My name is Don Roden, and I have been working with wood since I was 4 years old. My dad gave me some scrap wood and let me loose on the Bandsaw - and the rest they say - is history! And, yes! I still have all ten digits.
I started "turning wood round" when I was about 8 years old when I asked my dad about the Lathe that was sitting off in a corner of his shop in our basement. He gave me some files with round edges on them and some scrap 2 x 2 wood. After I mounted it up and started working with it, the love of "turning wood round" was in my blood - from that day to this.
In my professional life, I served 22 years in the Air Force. I worked in Aircraft Maintenance (not much woodworking there) for 18 years and a staff position for 4 years. After I retired and moved back to my hometown, I bought the house that my dad built before he and my mom were married. The real reason I bought it was because it was easier to buy a house than to clean out my Dad's shop! The lathe that I started on was still there and working, so I reactivated my joy of turning and began to expand my woodworking and woodturning skills.
I joined the Minnesota Woodturners Association in 2000 and soon joined the Board, regularly attending meetings and presentations by professional turners. After the meetings, I would go home and practice what was demonstrated, working to reproduce what each demonstrator had shown me.
It's been a busy 22 years since I retired from the Air Force and have included woodworking into all of my life. I have learned a lot of skills over the years and continue to try new things. I also enjoy teaching the skills that I have learned to new people just wanting to get started working with wood.
Before moving from Minnesota to Ohio 2016, I went to a screening of Project 22, a documentary on Veterans' suicide. While watching the film I saw that there was someone who did pottery and would invite veterans into his shop, sharing his love of pottery. Veterans were engaged in trying something new. I discovered that what was important was not about making the pottery; it was about the conversations that happened while making something with other veterans. That gave me the idea of doing something similar, only working with wood. Just like when veterans turn pottery, it is not all about the turning of the wood, instead it is about the connection with fellow veterans. And this is how the name Veterans Woodworking Workshop came to be.

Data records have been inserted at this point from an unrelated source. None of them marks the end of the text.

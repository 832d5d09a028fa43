//! Analysis request types
//!
//! Created per user action and discarded once the pipeline resolves.
//! Nothing here is cached or persisted.

use base64::engine::general_purpose::STANDARD;
use base64::Engine as _;

/// Upload types the product declares acceptable
pub const ACCEPTED_UPLOAD_TYPES: [&str; 2] = ["image/jpeg", "image/png"];

/// Raw image bytes with their declared MIME type
#[derive(Clone, PartialEq, Eq)]
pub struct ImagePayload {
    bytes: Vec<u8>,
    mime_type: String,
}

impl ImagePayload {
    /// Wrap image bytes, rejecting empty payloads and non-image MIME types
    pub fn new(bytes: Vec<u8>, mime_type: impl Into<String>) -> crate::Result<Self> {
        let mime_type = mime_type.into().trim().to_ascii_lowercase();
        if bytes.is_empty() {
            return Err(crate::Error::InvalidImage("image is empty".to_string()));
        }
        if !mime_type.starts_with("image/") || mime_type.len() == "image/".len() {
            return Err(crate::Error::InvalidImage(format!(
                "'{mime_type}' is not an image type"
            )));
        }
        Ok(Self { bytes, mime_type })
    }

    pub fn bytes(&self) -> &[u8] {
        &self.bytes
    }

    pub fn mime_type(&self) -> &str {
        &self.mime_type
    }

    pub fn len(&self) -> usize {
        self.bytes.len()
    }

    /// Always false: construction rejects empty payloads
    pub fn is_empty(&self) -> bool {
        self.bytes.is_empty()
    }

    /// Whether the MIME type is one of [`ACCEPTED_UPLOAD_TYPES`]
    pub fn is_accepted_upload(&self) -> bool {
        ACCEPTED_UPLOAD_TYPES.contains(&self.mime_type.as_str())
    }

    /// Standard padded base64 for inline transport
    pub fn to_base64(&self) -> String {
        STANDARD.encode(&self.bytes)
    }
}

impl std::fmt::Debug for ImagePayload {
    fn fmt(&self, f: &mut std::fmt::Formatter<'_>) -> std::fmt::Result {
        f.debug_struct("ImagePayload")
            .field("mime_type", &self.mime_type)
            .field("len", &self.bytes.len())
            .finish()
    }
}

/// Provider API key. Formatting never reveals the secret.
#[derive(Clone, PartialEq, Eq, Default)]
pub struct Credential(String);

impl Credential {
    pub fn new(key: impl Into<String>) -> Self {
        Self(key.into())
    }

    /// The secret itself, for the request header only
    pub fn expose(&self) -> &str {
        self.0.trim()
    }

    pub fn is_blank(&self) -> bool {
        self.0.trim().is_empty()
    }
}

impl std::fmt::Debug for Credential {
    fn fmt(&self, f: &mut std::fmt::Formatter<'_>) -> std::fmt::Result {
        write!(f, "Credential(***)")
    }
}

impl std::fmt::Display for Credential {
    fn fmt(&self, f: &mut std::fmt::Formatter<'_>) -> std::fmt::Result {
        if self.is_blank() {
            f.write_str("<unset>")
        } else {
            f.write_str("***")
        }
    }
}

impl From<String> for Credential {
    fn from(key: String) -> Self {
        Self(key)
    }
}

impl From<&str> for Credential {
    fn from(key: &str) -> Self {
        Self(key.to_string())
    }
}

/// One image to analyze and the credential to analyze it with
#[derive(Debug, Clone)]
pub struct AnalysisRequest {
    image: ImagePayload,
    credential: Option<Credential>,
}

impl AnalysisRequest {
    pub fn new(image: ImagePayload) -> Self {
        Self {
            image,
            credential: None,
        }
    }

    /// Convenience constructor from raw parts
    pub fn from_parts(
        bytes: Vec<u8>,
        mime_type: impl Into<String>,
        credential: impl Into<Credential>,
    ) -> crate::Result<Self> {
        Ok(Self::new(ImagePayload::new(bytes, mime_type)?).with_credential(credential))
    }

    #[must_use]
    pub fn with_credential(mut self, credential: impl Into<Credential>) -> Self {
        self.credential = Some(credential.into());
        self
    }

    pub fn image(&self) -> &ImagePayload {
        &self.image
    }

    /// The credential, if one is present and not blank
    pub fn credential(&self) -> Option<&Credential> {
        self.credential.as_ref().filter(|c| !c.is_blank())
    }
}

I enjoy sharing my love of woodturning and woodworking with anyone that wants to learn. As a Veteran, have a special place for fellow Veterans that may be struggling, like many of us do, and who may want to share a creative outlet. Maybe out of time in the shop, a veteran will be inspired to go find their artistic outlet, whatever that may be.

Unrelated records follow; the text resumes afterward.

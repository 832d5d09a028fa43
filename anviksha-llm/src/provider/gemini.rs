//! Google AI Studio (Gemini) API Integration
//!
//! One `generateContent` call per model attempt, with the image inlined as
//! base64 and a structured-output schema attached.

use super::{AnalysisProvider, GenerationRequest, SafetySetting};
use crate::classify::{classify, is_safety_stop, FailureSignals};
use crate::config::GeminiSettings;
use crate::error::{ClassificationSource, ErrorKind, ProviderError};
use crate::LlmResult;
use async_trait::async_trait;
use reqwest::Client;
use serde::{Deserialize, Serialize};
use serde_json::Value;
use std::time::Duration;
use tracing::debug;

pub const GEMINI_API_BASE_URL: &str = "https://generativelanguage.googleapis.com/v1beta/models";

const API_KEY_HEADER: &str = "x-goog-api-key";

/// Request structure for Gemini API
#[derive(Debug, Serialize)]
#[serde(rename_all = "camelCase")]
struct GeminiRequest<'a> {
    contents: Vec<Content<'a>>,
    generation_config: GenerationConfig<'a>,
    safety_settings: Vec<WireSafetySetting>,
}

#[derive(Debug, Serialize)]
struct Content<'a> {
    parts: Vec<Part<'a>>,
}

#[derive(Debug, Serialize)]
#[serde(rename_all = "camelCase")]
enum Part<'a> {
    InlineData(InlineData<'a>),
    Text(&'a str),
}

#[derive(Debug, Serialize)]
#[serde(rename_all = "camelCase")]
struct InlineData<'a> {
    mime_type: &'a str,
    data: String,
}

#[derive(Debug, Serialize)]
#[serde(rename_all = "camelCase")]
struct GenerationConfig<'a> {
    response_mime_type: &'static str,
    response_schema: &'a Value,
    temperature: f32,
}

#[derive(Debug, Serialize)]
struct WireSafetySetting {
    category: &'static str,
    threshold: &'static str,
}

impl From<&SafetySetting> for WireSafetySetting {
    fn from(setting: &SafetySetting) -> Self {
        Self {
            category: setting.category.as_str(),
            threshold: setting.threshold.as_str(),
        }
    }
}

/// Response structure from Gemini API
#[derive(Debug, Deserialize)]
#[serde(rename_all = "camelCase")]
struct GeminiResponse {
    #[serde(default)]
    candidates: Vec<Candidate>,
    prompt_feedback: Option<PromptFeedback>,
}

#[derive(Debug, Deserialize)]
#[serde(rename_all = "camelCase")]
struct Candidate {
    content: Option<ContentResponse>,
    finish_reason: Option<String>,
}

#[derive(Debug, Deserialize)]
struct ContentResponse {
    #[serde(default)]
    parts: Vec<PartResponse>,
}

#[derive(Debug, Deserialize)]
struct PartResponse {
    text: Option<String>,
}

#[derive(Debug, Deserialize)]
#[serde(rename_all = "camelCase")]
struct PromptFeedback {
    block_reason: Option<String>,
}

/// Google API error envelope
#[derive(Debug, Deserialize)]
struct ErrorEnvelope {
    error: ErrorBody,
}

#[derive(Debug, Deserialize)]
struct ErrorBody {
    #[serde(default)]
    message: String,
    status: Option<String>,
    #[serde(default)]
    details: Vec<ErrorDetail>,
}

#[derive(Debug, Deserialize)]
struct ErrorDetail {
    reason: Option<String>,
}

/// Gemini API client
pub struct GeminiProvider {
    base_url: String,
    client: Client,
}

impl GeminiProvider {
    pub fn new(settings: &GeminiSettings) -> LlmResult<Self> {
        let client = Client::builder()
            .timeout(Duration::from_secs(settings.timeout_secs))
            .connect_timeout(Duration::from_secs(settings.connect_timeout_secs))
            .build()?;

        Ok(Self {
            base_url: settings.base_url.trim_end_matches('/').to_string(),
            client,
        })
    }

    fn endpoint(&self, model: &str) -> String {
        format!("{}/{}:generateContent", self.base_url, model)
    }
}

fn build_request<'a>(request: &'a GenerationRequest<'a>) -> GeminiRequest<'a> {
    GeminiRequest {
        contents: vec![Content {
            parts: vec![
                Part::InlineData(InlineData {
                    mime_type: request.image.mime_type(),
                    data: request.image.to_base64(),
                }),
                Part::Text(request.prompt),
            ],
        }],
        generation_config: GenerationConfig {
            response_mime_type: "application/json",
            response_schema: request.response_schema,
            temperature: request.temperature,
        },
        safety_settings: request.safety_settings.iter().map(WireSafetySetting::from).collect(),
    }
}

fn transport_error(err: &reqwest::Error) -> ProviderError {
    if err.is_decode() {
        return ProviderError::parse_failure(format!("Failed to read Gemini response: {err}"));
    }
    ProviderError::new(
        ErrorKind::ServerUnavailable,
        ClassificationSource::Transport,
        format!("Gemini API request failed: {err}"),
    )
}

/// Classify a non-success response from its status and body
fn classify_failure(status: u16, body: &str) -> ProviderError {
    match serde_json::from_str::<ErrorEnvelope>(body) {
        Ok(envelope) => {
            let reasons: Vec<&str> = envelope
                .error
                .details
                .iter()
                .filter_map(|d| d.reason.as_deref())
                .collect();
            classify(&FailureSignals {
                http_status: Some(status),
                provider_status: envelope.error.status.as_deref(),
                reasons,
                message: &envelope.error.message,
            })
        }
        Err(_) => classify(&FailureSignals {
            http_status: Some(status),
            message: body,
            ..Default::default()
        }),
    }
}

/// Pull the reply text out of a successful response
fn extract_text(response: GeminiResponse) -> Result<String, ProviderError> {
    if let Some(reason) = response.prompt_feedback.and_then(|f| f.block_reason) {
        return Err(ProviderError::content_blocked(format!(
            "Request was blocked by the safety filter ({reason})"
        ))
        .with_provider_status(reason));
    }

    let candidate = response
        .candidates
        .into_iter()
        .next()
        .ok_or_else(|| ProviderError::parse_failure("No candidates in Gemini response"))?;

    if let Some(reason) = candidate.finish_reason.as_deref().filter(|r| is_safety_stop(r)) {
        return Err(ProviderError::content_blocked(format!(
            "Response was stopped by the safety filter ({reason})"
        ))
        .with_provider_status(reason));
    }

    Ok(candidate
        .content
        .map(|c| c.parts.into_iter().filter_map(|p| p.text).collect::<String>())
        .unwrap_or_default())
}

#[async_trait]
impl AnalysisProvider for GeminiProvider {
    fn name(&self) -> &str {
        "gemini"
    }

    async fn generate(&self, model: &str, request: &GenerationRequest<'_>) -> Result<String, ProviderError> {
        let body = build_request(request);
        debug!(model, image_bytes = request.image.len(), "Sending generateContent request");

        let response = self
            .client
            .post(self.endpoint(model))
            .header(API_KEY_HEADER, request.credential.expose())
            .json(&body)
            .send()
            .await
            .map_err(|e| transport_error(&e))?;

        let status = response.status();
        if !status.is_success() {
            let error_text = response.text().await.unwrap_or_default();
            let error = classify_failure(status.as_u16(), &error_text);
            debug!(model, status = status.as_u16(), kind = %error.kind, "Gemini API returned an error");
            return Err(error);
        }

        let gemini_response: GeminiResponse = response.json().await.map_err(|e| transport_error(&e))?;
        extract_text(gemini_response)
    }
}

#[cfg(test)]
mod tests {
    use super::*;
    use crate::provider::{safety_settings, SafetyThreshold};
    use anviksha_core::{Credential, ImagePayload};
    use serde_json::json;

    #[test]
    fn test_request_wire_shape() {
        let image = ImagePayload::new(vec![1, 2, 3], "image/png").unwrap();
        let schema = json!({"type": "OBJECT"});
        let settings = safety_settings(SafetyThreshold::BlockNone);
        let credential = Credential::new("secret");
        let request = GenerationRequest {
            image: &image,
            prompt: "describe",
            response_schema: &schema,
            temperature: 0.3,
            safety_settings: &settings,
            credential: &credential,
        };

        let wire = serde_json::to_value(build_request(&request)).unwrap();
        assert_eq!(wire["contents"][0]["parts"][0]["inlineData"]["mimeType"], "image/png");
        assert_eq!(wire["contents"][0]["parts"][0]["inlineData"]["data"], "AQID");
        assert_eq!(wire["contents"][0]["parts"][1]["text"], "describe");
        assert_eq!(wire["generationConfig"]["responseMimeType"], "application/json");
        assert_eq!(wire["generationConfig"]["responseSchema"], schema);
        assert_eq!(wire["safetySettings"][0]["threshold"], "BLOCK_NONE");
        assert!(!wire.to_string().contains("secret"));
    }

    #[test]
    fn test_invalid_key_envelope() {
        let body = r#"{"error": {"code": 400, "message": "API key not valid. Please pass a valid API key.",
            "status": "INVALID_ARGUMENT",
            "details": [{"@type": "type.googleapis.com/google.rpc.ErrorInfo", "reason": "API_KEY_INVALID"}]}}"#;
        let error = classify_failure(400, body);
        assert_eq!(error.kind, ErrorKind::Authentication);
        assert_eq!(error.http_status, Some(400));
    }

    #[test]
    fn test_non_json_error_body() {
        let error = classify_failure(502, "Bad Gateway");
        assert_eq!(error.kind, ErrorKind::ServerUnavailable);
        assert_eq!(error.classified_by, ClassificationSource::HttpStatus);
    }

    #[test]
    fn test_extract_concatenates_parts() {
        let response: GeminiResponse = serde_json::from_value(json!({
            "candidates": [{"content": {"parts": [{"text": "{\"a\":"}, {"text": "1}"}]}, "finishReason": "STOP"}]
        }))
        .unwrap();
        assert_eq!(extract_text(response).unwrap(), "{\"a\":1}");
    }

    #[test]
    fn test_extract_blocked_prompt() {
        let response: GeminiResponse = serde_json::from_value(json!({
            "promptFeedback": {"blockReason": "SAFETY"}
        }))
        .unwrap();
        let error = extract_text(response).unwrap_err();
        assert_eq!(error.kind, ErrorKind::ContentBlocked);
        assert_eq!(error.provider_status.as_deref(), Some("SAFETY"));
    }

    #[test]
    fn test_extract_safety_finish_reason() {
        let response: GeminiResponse = serde_json::from_value(json!({
            "candidates": [{"finishReason": "SAFETY"}]
        }))
        .unwrap();
        assert_eq!(extract_text(response).unwrap_err().kind, ErrorKind::ContentBlocked);
    }

    #[test]
    fn test_extract_no_candidates() {
        let response: GeminiResponse = serde_json::from_value(json!({})).unwrap();
        assert_eq!(extract_text(response).unwrap_err().kind, ErrorKind::ParseFailure);
    }

    #[tokio::test]
    #[ignore] // Requires API key
    async fn test_gemini_live_call() {
        let api_key = std::env::var("GEMINI_API_KEY")
            .expect("GEMINI_API_KEY must be set for this test");

        // 1x1 white PNG
        let png = vec![
            0x89, 0x50, 0x4E, 0x47, 0x0D, 0x0A, 0x1A, 0x0A, 0x00, 0x00, 0x00, 0x0D, 0x49, 0x48, 0x44, 0x52,
            0x00, 0x00, 0x00, 0x01, 0x00, 0x00, 0x00, 0x01, 0x08, 0x02, 0x00, 0x00, 0x00, 0x90, 0x77, 0x53,
            0xDE, 0x00, 0x00, 0x00, 0x0C, 0x49, 0x44, 0x41, 0x54, 0x08, 0xD7, 0x63, 0xF8, 0xFF, 0xFF, 0x3F,
            0x00, 0x05, 0xFE, 0x02, 0xFE, 0xDC, 0xCC, 0x59, 0xE7, 0x00, 0x00, 0x00, 0x00, 0x49, 0x45, 0x4E,
            0x44, 0xAE, 0x42, 0x60, 0x82,
        ];
        let provider = GeminiProvider::new(&GeminiSettings::default()).unwrap();
        let image = ImagePayload::new(png, "image/png").unwrap();
        let schema = crate::schema::provider_response_schema();
        let settings = safety_settings(SafetyThreshold::BlockNone);
        let credential = Credential::new(api_key);
        let request = GenerationRequest {
            image: &image,
            prompt: crate::prompt::ANALYSIS_PROMPT,
            response_schema: &schema,
            temperature: 0.3,
            safety_settings: &settings,
            credential: &credential,
        };

        let response = provider.generate("gemini-2.5-flash", &request).await;
        assert!(response.is_ok());
    }
}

I made the Cover of Wood Magazine Last year. You will not find this one in print though, the picture was taken at Weekend with Wood in Des Monies, Iowa, where I was representing McFeely's, the company I work for. Anyone could have their picture taken for a cover shot, for fun. Guess who took the opportunity?! It was a fun time meeting a lot of fellow woodworkers!

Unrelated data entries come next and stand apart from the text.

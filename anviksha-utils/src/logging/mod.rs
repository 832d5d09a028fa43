//! Logging setup on top of the `tracing` ecosystem.
//!
//! Library crates only emit `tracing` events; binaries call
//! [`init_logging`] once at startup. `RUST_LOG` overrides the configured
//! default level.

use serde::{Deserialize, Serialize};
use std::ffi::OsStr;
use std::io::IsTerminal;
use tracing::Level;
use tracing_subscriber::{
    fmt::{self},
    layer::SubscriberExt,
    util::SubscriberInitExt,
    EnvFilter,
};

/// Log verbosity
#[derive(Debug, Clone, Copy, PartialEq, Eq, PartialOrd, Ord, Serialize, Deserialize)]
#[serde(rename_all = "lowercase")]
pub enum LogLevel {
    Debug = 10,
    Info = 20,
    #[serde(alias = "warn")]
    Warning = 30,
    Error = 40,
}

impl From<LogLevel> for Level {
    fn from(level: LogLevel) -> Self {
        match level {
            LogLevel::Debug => Level::DEBUG,
            LogLevel::Info => Level::INFO,
            LogLevel::Warning => Level::WARN,
            LogLevel::Error => Level::ERROR,
        }
    }
}

impl std::fmt::Display for LogLevel {
    fn fmt(&self, f: &mut std::fmt::Formatter<'_>) -> std::fmt::Result {
        let name = match self {
            LogLevel::Debug => "DEBUG",
            LogLevel::Info => "INFO",
            LogLevel::Warning => "WARNING",
            LogLevel::Error => "ERROR",
        };
        write!(f, "{name}")
    }
}

impl std::str::FromStr for LogLevel {
    type Err = String;

    fn from_str(s: &str) -> std::result::Result<Self, Self::Err> {
        match s.to_lowercase().as_str() {
            "debug" => Ok(LogLevel::Debug),
            "info" => Ok(LogLevel::Info),
            "warn" | "warning" => Ok(LogLevel::Warning),
            "error" => Ok(LogLevel::Error),
            _ => Err(format!("Invalid log level: '{s}'. Valid options: debug, info, warning, error")),
        }
    }
}

/// Subscriber configuration
#[derive(Debug, Clone)]
pub struct LoggerConfig {
    pub level: LogLevel,
    pub include_location: bool,
    pub include_thread_id: bool,
    pub colored_output: bool,
}

impl Default for LoggerConfig {
    fn default() -> Self {
        Self {
            level: LogLevel::Warning,
            include_location: false,
            include_thread_id: false,
            colored_output: color_enabled(
                std::env::var_os("NO_COLOR").as_deref(),
                std::io::stderr().is_terminal(),
            ),
        }
    }
}

/// ANSI colors only on a terminal, and never when `NO_COLOR` is set to a
/// non-empty value
fn color_enabled(no_color: Option<&OsStr>, is_terminal: bool) -> bool {
    is_terminal && no_color.map_or(true, OsStr::is_empty)
}

fn env_filter(level: LogLevel) -> EnvFilter {
    EnvFilter::builder()
        .with_default_directive(Level::from(level).into())
        .from_env_lossy()
}

/// Initialize logging with configuration. Logs go to stderr so report
/// output on stdout stays machine-readable.
pub fn init_logging(config: LoggerConfig) -> crate::Result<()> {
    let fmt_layer = fmt::layer()
        .with_writer(std::io::stderr)
        .with_target(false)
        .with_thread_ids(config.include_thread_id)
        .with_file(config.include_location)
        .with_line_number(config.include_location)
        .with_ansi(config.colored_output);

    tracing_subscriber::registry()
        .with(env_filter(config.level))
        .with(fmt_layer)
        .try_init()
        .map_err(|e| crate::UtilError::Config(format!("Failed to initialize logging: {e}")))?;

    Ok(())
}

#[cfg(test)]
mod tests {
    use super::*;

    #[test]
    fn test_log_levels() {
        assert!(LogLevel::Error > LogLevel::Warning);
        assert!(LogLevel::Warning > LogLevel::Info);
        assert!(LogLevel::Info > LogLevel::Debug);
    }

    #[test]
    fn test_level_parsing() {
        assert_eq!("WARN".parse::<LogLevel>(), Ok(LogLevel::Warning));
        assert_eq!("debug".parse::<LogLevel>(), Ok(LogLevel::Debug));
        assert!("trace".parse::<LogLevel>().is_err());

        let level: LogLevel = serde_json::from_str("\"warn\"").unwrap();
        assert_eq!(level, LogLevel::Warning);
    }

    #[test]
    fn test_level_conversion() {
        assert_eq!(Level::from(LogLevel::Warning), Level::WARN);
        assert_eq!(LogLevel::Info.to_string(), "INFO");
    }

    #[test]
    fn test_color_follows_no_color() {
        assert!(color_enabled(None, true));
        assert!(color_enabled(Some(OsStr::new("")), true));
        assert!(!color_enabled(Some(OsStr::new("1")), true));
        assert!(!color_enabled(None, false));
    }

    #[test]
    fn test_second_init_fails() {
        let config = || LoggerConfig {
            level: LogLevel::Error,
            ..Default::default()
        };
        let _ = init_logging(config());
        assert!(init_logging(config()).is_err());
    }
}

My dad passed away in 1993 and not a day in the shop goes by that I don't think about him. I have moved from Minnesota to Ohio to New Mexico, and while I was not able to keep all the tools that he had, I still have many of them - including that Bandsaw! The lathe died a few years after I retired from the Air Force and had just started turning again. The head bearings gave out after 60 years; they just don't make them like they used to. Thanks Dad for all the lessons in woodworking and for the joy that it brings me.
Teaching my son, Ryan on the Lathe in the Home Shop. I started my son Ryan in the shop at an early age as well, just like my dad did with me. Its been fun sharing with him the joys of woodworking and continuing my dad's legacy.